From the first line to the last, copy the data below word for word.

Dataset entries

▶

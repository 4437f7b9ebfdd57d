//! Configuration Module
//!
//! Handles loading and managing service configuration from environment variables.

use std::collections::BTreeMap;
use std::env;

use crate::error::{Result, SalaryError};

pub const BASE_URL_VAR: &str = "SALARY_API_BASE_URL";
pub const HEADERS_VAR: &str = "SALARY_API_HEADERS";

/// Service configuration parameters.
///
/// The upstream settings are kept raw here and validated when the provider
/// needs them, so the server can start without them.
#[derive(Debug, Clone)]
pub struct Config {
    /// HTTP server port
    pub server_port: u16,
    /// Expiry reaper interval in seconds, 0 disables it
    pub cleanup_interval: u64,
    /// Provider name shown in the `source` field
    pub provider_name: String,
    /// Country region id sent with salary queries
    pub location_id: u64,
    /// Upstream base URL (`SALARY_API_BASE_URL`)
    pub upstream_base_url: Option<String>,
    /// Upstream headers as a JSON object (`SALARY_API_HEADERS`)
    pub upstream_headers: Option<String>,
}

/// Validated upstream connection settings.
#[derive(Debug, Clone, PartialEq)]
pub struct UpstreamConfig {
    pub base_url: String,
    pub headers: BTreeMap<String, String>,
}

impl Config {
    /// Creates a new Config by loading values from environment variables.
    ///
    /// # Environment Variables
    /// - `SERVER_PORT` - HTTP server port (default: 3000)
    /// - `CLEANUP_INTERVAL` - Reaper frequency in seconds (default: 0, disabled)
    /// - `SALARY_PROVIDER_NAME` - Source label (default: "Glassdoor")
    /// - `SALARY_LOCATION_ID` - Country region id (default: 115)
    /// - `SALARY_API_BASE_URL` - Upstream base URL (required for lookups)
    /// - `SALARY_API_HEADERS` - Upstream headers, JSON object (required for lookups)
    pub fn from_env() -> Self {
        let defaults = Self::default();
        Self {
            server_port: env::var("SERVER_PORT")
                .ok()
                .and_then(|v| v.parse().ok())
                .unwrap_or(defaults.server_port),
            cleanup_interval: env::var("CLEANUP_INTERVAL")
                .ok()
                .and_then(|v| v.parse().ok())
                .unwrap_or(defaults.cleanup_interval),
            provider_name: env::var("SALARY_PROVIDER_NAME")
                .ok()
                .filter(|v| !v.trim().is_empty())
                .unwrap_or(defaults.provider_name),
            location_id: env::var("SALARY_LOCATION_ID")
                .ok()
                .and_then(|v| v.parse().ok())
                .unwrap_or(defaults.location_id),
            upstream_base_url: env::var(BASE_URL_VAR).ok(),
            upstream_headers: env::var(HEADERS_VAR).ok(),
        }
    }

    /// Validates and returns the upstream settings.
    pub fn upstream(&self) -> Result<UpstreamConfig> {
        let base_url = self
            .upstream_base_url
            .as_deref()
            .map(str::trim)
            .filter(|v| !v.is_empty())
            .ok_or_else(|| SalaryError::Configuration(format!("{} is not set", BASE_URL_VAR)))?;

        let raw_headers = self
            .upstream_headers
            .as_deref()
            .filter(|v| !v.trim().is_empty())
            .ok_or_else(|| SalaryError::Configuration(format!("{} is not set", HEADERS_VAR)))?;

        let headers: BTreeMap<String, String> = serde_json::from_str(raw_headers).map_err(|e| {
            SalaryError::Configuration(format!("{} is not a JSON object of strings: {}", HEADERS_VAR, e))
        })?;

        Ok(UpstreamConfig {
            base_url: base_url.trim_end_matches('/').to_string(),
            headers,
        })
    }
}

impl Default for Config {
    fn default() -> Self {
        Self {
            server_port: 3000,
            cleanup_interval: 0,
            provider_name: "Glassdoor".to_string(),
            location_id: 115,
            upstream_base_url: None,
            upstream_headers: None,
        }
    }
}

◀

:: Task answer ::
repository 4437f7b9ebfdd57d
//! Configuration Module
//!
//! Handles loading and managing service configuration from environment variables.

use std::collections::BTreeMap;
use std::env;

use crate::error::{Result, SalaryError};

pub const BASE_URL_VAR: &str = "SALARY_API_BASE_URL";
pub const HEADERS_VAR: &str = "SALARY_API_HEADERS";

/// Service configuration parameters.
///
/// The upstream settings are kept raw here and validated when the provider
/// needs them, so the server can start without them.
#[derive(Debug, Clone)]
pub struct Config {
    /// HTTP server port
    pub server_port: u16,
    /// Expiry reaper interval in seconds, 0 disables it
    pub cleanup_interval: u64,
    /// Provider name shown in the `source` field
    pub provider_name: String,
    /// Country region id sent with salary queries
    pub location_id: u64,
    /// Upstream base URL (`SALARY_API_BASE_URL`)
    pub upstream_base_url: Option<String>,
    /// Upstream headers as a JSON object (`SALARY_API_HEADERS`)
    pub upstream_headers: Option<String>,
}

/// Validated upstream connection settings.
#[derive(Debug, Clone, PartialEq)]
pub struct UpstreamConfig {
    pub base_url: String,
    pub headers: BTreeMap<String, String>,
}

impl Config {
    /// Creates a new Config by loading values from environment variables.
    ///
    /// # Environment Variables
    /// - `SERVER_PORT` - HTTP server port (default: 3000)
    /// - `CLEANUP_INTERVAL` - Reaper frequency in seconds (default: 0, disabled)
    /// - `SALARY_PROVIDER_NAME` - Source label (default: "Glassdoor")
    /// - `SALARY_LOCATION_ID` - Country region id (default: 115)
    /// - `SALARY_API_BASE_URL` - Upstream base URL (required for lookups)
    /// - `SALARY_API_HEADERS` - Upstream headers, JSON object (required for lookups)
    pub fn from_env() -> Self {
        let defaults = Self::default();
        Self {
            server_port: env::var("SERVER_PORT")
                .ok()
                .and_then(|v| v.parse().ok())
                .unwrap_or(defaults.server_port),
            cleanup_interval: env::var("CLEANUP_INTERVAL")
                .ok()
                .and_then(|v| v.parse().ok())
                .unwrap_or(defaults.cleanup_interval),
            provider_name: env::var("SALARY_PROVIDER_NAME")
                .ok()
                .filter(|v| !v.trim().is_empty())
                .unwrap_or(defaults.provider_name),
            location_id: env::var("SALARY_LOCATION_ID")
                .ok()
                .and_then(|v| v.parse().ok())
                .unwrap_or(defaults.location_id),
            upstream_base_url: env::var(BASE_URL_VAR).ok(),
            upstream_headers: env::var(HEADERS_VAR).ok(),
        }
    }

    /// Validates and returns the upstream settings.
    pub fn upstream(&self) -> Result<UpstreamConfig> {
        let base_url = self
            .upstream_base_url
            .as_deref()
            .map(str::trim)
            .filter(|v| !v.is_empty())
            .ok_or_else(|| SalaryError::Configuration(format!("{} is not set", BASE_URL_VAR)))?;

        let raw_headers = self
            .upstream_headers
            .as_deref()
            .filter(|v| !v.trim().is_empty())
            .ok_or_else(|| SalaryError::Configuration(format!("{} is not set", HEADERS_VAR)))?;

        let headers: BTreeMap<String, String> = serde_json::from_str(raw_headers).map_err(|e| {
            SalaryError::Configuration(format!("{} is not a JSON object of strings: {}", HEADERS_VAR, e))
        })?;

        Ok(UpstreamConfig {
            base_url: base_url.trim_end_matches('/').to_string(),
            headers,
        })
    }
}

impl Default for Config {
    fn default() -> Self {
        Self {
            server_port: 3000,
            cleanup_interval: 0,
            provider_name: "Glassdoor".to_string(),
            location_id: 115,
            upstream_base_url: None,
            upstream_headers: None,
        }
    }
}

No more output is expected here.